Reliable packetization over a noisy serial line
10 May 2012
Many peripherals still use raw UART-based protocols like RS-232 and RS-485, particularly in industrial electronics. Any protocol for communication over one of these serial lines needs to be able to cope with transmission errors and garbage.
This document describes a system for transmitting and receiving variable-length packets via a serial line. Packets are received fully intact, or not at all (like UDP datagrams). The protocol is also highly resistant to garbage. Garbage between well-formed packets is unlikely to prevent them from being received, and the receiver’s state will not be adversely affected by a long stream of garbage (for example, data transmitted at the wrong baud rate).
Message format
The basic message format is always the same:
[SOF] [LENGTH] [PAYLOAD] [CHECKSUM]
The parts of the message, and their purpose, are explained below:
SOF
Start-of-frame sequence. In this document, it’s assumed to be the two-character sequence
AB
. The only requirement is that the initial character is unique within the sequence.The purpose of this sequence is to prevent the receiver from interpreting any garbage bytes as a length field, and then expecting a possibly lengthy payload while the transmitter may be attempting to begin transmission of a new message.
LENGTH
Two-byte payload size field. This field is clearly necessary because we want to be able to send variable-length messages.

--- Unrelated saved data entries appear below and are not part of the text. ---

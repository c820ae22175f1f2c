//! Derived labels and counts
//!
//! Read-path helpers. None of these fail: ids that are missing from the
//! catalog simply contribute nothing to the produced labels.

use super::map::SelectedFilters;
use crate::catalog::FilterCategory;

/// Comma-joined names of the selected values of a category
///
/// Names follow the category's value order. Returns `placeholder` when the
/// category has no values, nothing is selected, or none of the selected ids
/// exist in the category.
#[must_use]
pub fn selected_value_names(
    category: &FilterCategory,
    filters: &SelectedFilters,
    placeholder: &str,
) -> String {
    let selected = filters.get(&category.id);
    if category.values.is_empty() || selected.is_empty() {
        return placeholder.to_string();
    }

    let names: Vec<&str> = category
        .values
        .iter()
        .filter(|value| selected.contains(&value.id))
        .map(|value| value.name.as_str())
        .collect();

    if names.is_empty() {
        placeholder.to_string()
    } else {
        names.join(", ")
    }
}

/// True if any category has at least one selected value
#[must_use]
pub fn has_any_selection(filters: &SelectedFilters) -> bool {
    filters.iter().any(|(_, ids)| !ids.is_empty())
}

/// Total number of selected values across all categories
#[must_use]
pub fn selected_count(filters: &SelectedFilters) -> usize {
    filters.iter().map(|(_, ids)| ids.len()).sum()
}

#[cfg(test)]
mod tests {
    use super::*;
    use crate::catalog::FilterCategory;
    use crate::testing::{age_category, filters};

    const PLACEHOLDER: &str = "No filters yet";

    #[test]
    fn test_names_follow_catalog_order() {
        let selected = filters(&[("age", &["adult", "child"])]);
        assert_eq!(
            selected_value_names(&age_category(), &selected, PLACEHOLDER),
            "Child, Adult"
        );
    }

    #[test]
    fn test_names_placeholder_for_empty_map() {
        assert_eq!(
            selected_value_names(&age_category(), &SelectedFilters::new(), PLACEHOLDER),
            PLACEHOLDER
        );
    }

    #[test]
    fn test_names_placeholder_for_category_without_values() {
        let empty = FilterCategory::new("age", "Age", vec![]);
        let selected = filters(&[("age", &["teen"])]);
        assert_eq!(selected_value_names(&empty, &selected, PLACEHOLDER), PLACEHOLDER);
    }

    #[test]
    fn test_names_ignore_stale_ids() {
        let selected = filters(&[("age", &["elder"])]);
        assert_eq!(
            selected_value_names(&age_category(), &selected, PLACEHOLDER),
            PLACEHOLDER
        );
    }

    #[test]
    fn test_selected_count() {
        let selected = filters(&[("age", &["child", "teen"]), ("color", &[])]);
        assert_eq!(selected_count(&selected), 2);
        assert_eq!(selected_count(&SelectedFilters::new()), 0);
    }

    #[test]
    fn test_count_includes_categories_missing_from_catalog() {
        let selected = filters(&[("retired", &["x"]), ("age", &["teen"])]);
        assert_eq!(selected_count(&selected), 2);
    }

    #[test]
    fn test_has_any_selection() {
        assert!(!has_any_selection(&SelectedFilters::new()));
        assert!(!has_any_selection(&filters(&[("color", &[])])));
        assert!(has_any_selection(&filters(&[("color", &[]), ("age", &["teen"])])));
    }
}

There is a maximum size to payloads. If the receiver does somehow get triggered by a spurious SOF sequence, we need to make sure that there’s a limit to how long it could be stuck misinterpreting incoming data as a payload.
PAYLOAD
The message data. This field is entirely unspecified, apart from being bound by the maximum payload size described above.
CHECKSUM
A 16-bit (two byte) CRC, calculated over the payload. Messages without a valid CRC are ignored.
Receiver implementation
The receiver can be implemented as a state machine with a single event type: an incoming character. The state machine is reset by putting it into the IDLE
state.
The states are described below:
IDLE:
- If 'A' received, go to SOF_A.
SOF_A:
- If 'A' received, stay in SOF_A.
- If 'B' received, go to LENGTH_HI.
- Otherwise, go to IDLE.
LENGTH_HI:
- Store incoming byte as high byte of length.
- Go to LENGTH_LO.
LENGTH_LO:
- Store incoming byte as low byte of length.
- If length greater than maximum allowed, go to IDLE.
- If length is zero, go to CKSUM_HI.
- Otherwise, set pointer = 0 and go to PAYLOAD.
PAYLOAD:
- Store incoming byte at current offset in payload buffer and
increment pointer.
- If pointer >= length, go to CKSUM_HI.
- Otherwise, stay in PAYLOAD.
CKSUM_HI:
- Store incoming byte as high byte of checksum.
- Go to CKSUM_LO.
CKSUM_LO:
- Store incoming byte as low byte of checksum.
- If computed checksum matches stored checksum, process the
payload as a received message.
- Go to IDLE.
This state machine can be easily implemented in under 100 lines of C. The states used to parse the SOF marker are what gives the receiver its resistance to inter-packet garbage. More states can be added to parse longer SOF markers. For example, if the sequence ABC
is used as a marker:
IDLE:
- If 'A' received, go to SOF_A.
SOF_A:
- If 'A' received, stay in SOF_A.
- If 'B' received, go to SOF_B.
- Otherwise, go to IDLE.
SOF_B:
- If 'A' received, go to SOF_A.
- If 'C' received, go to LENGTH_HI.
- Otherwise, go to IDLE.
...
Note that the initial character of the SOF marker acts as a kind of reset before a complete marker has been parsed. This is why it must be unique – it allows an SOF to be recognized correctly even if it’s preceeded by garbage that happens to contain partial SOF sequences.
When communication starts with a receiver, it may be in an unknown state. You can force the receiver into the IDLE
state from any starting state by transmitting at most N+4
non-SOF bytes, where N
is the maximum allowable payload length.
Enhancements
If this protocol is implemented in a semi-realtime environment, a good way of improving reliability is to add the requirement of a minimum intra-frame delay (the maximum allowable delay between successive characters).
The receiver should detect a line-idle condition of greater than the intra-frame delay and reset the state machine when it occurs. This helps to prevent the state machine from getting stuck in the PAYLOAD
state if it receives a partial message.
If the maximum payload length is quite small relative to the maximum value of the length field, the unused upper bits may be used as a parity-check on the length value. This reduces the probability of getting stuck in the PAYLOAD
state if a spurious SOF is received.
For devices which are expected to be hot-pluggable, it may be a good idea to send periodic “keep-alive” messages in each direction. Receivers can then reset a timeout counter whenever they receive a valid packet, and perform a higher-level reset if the timeout expires.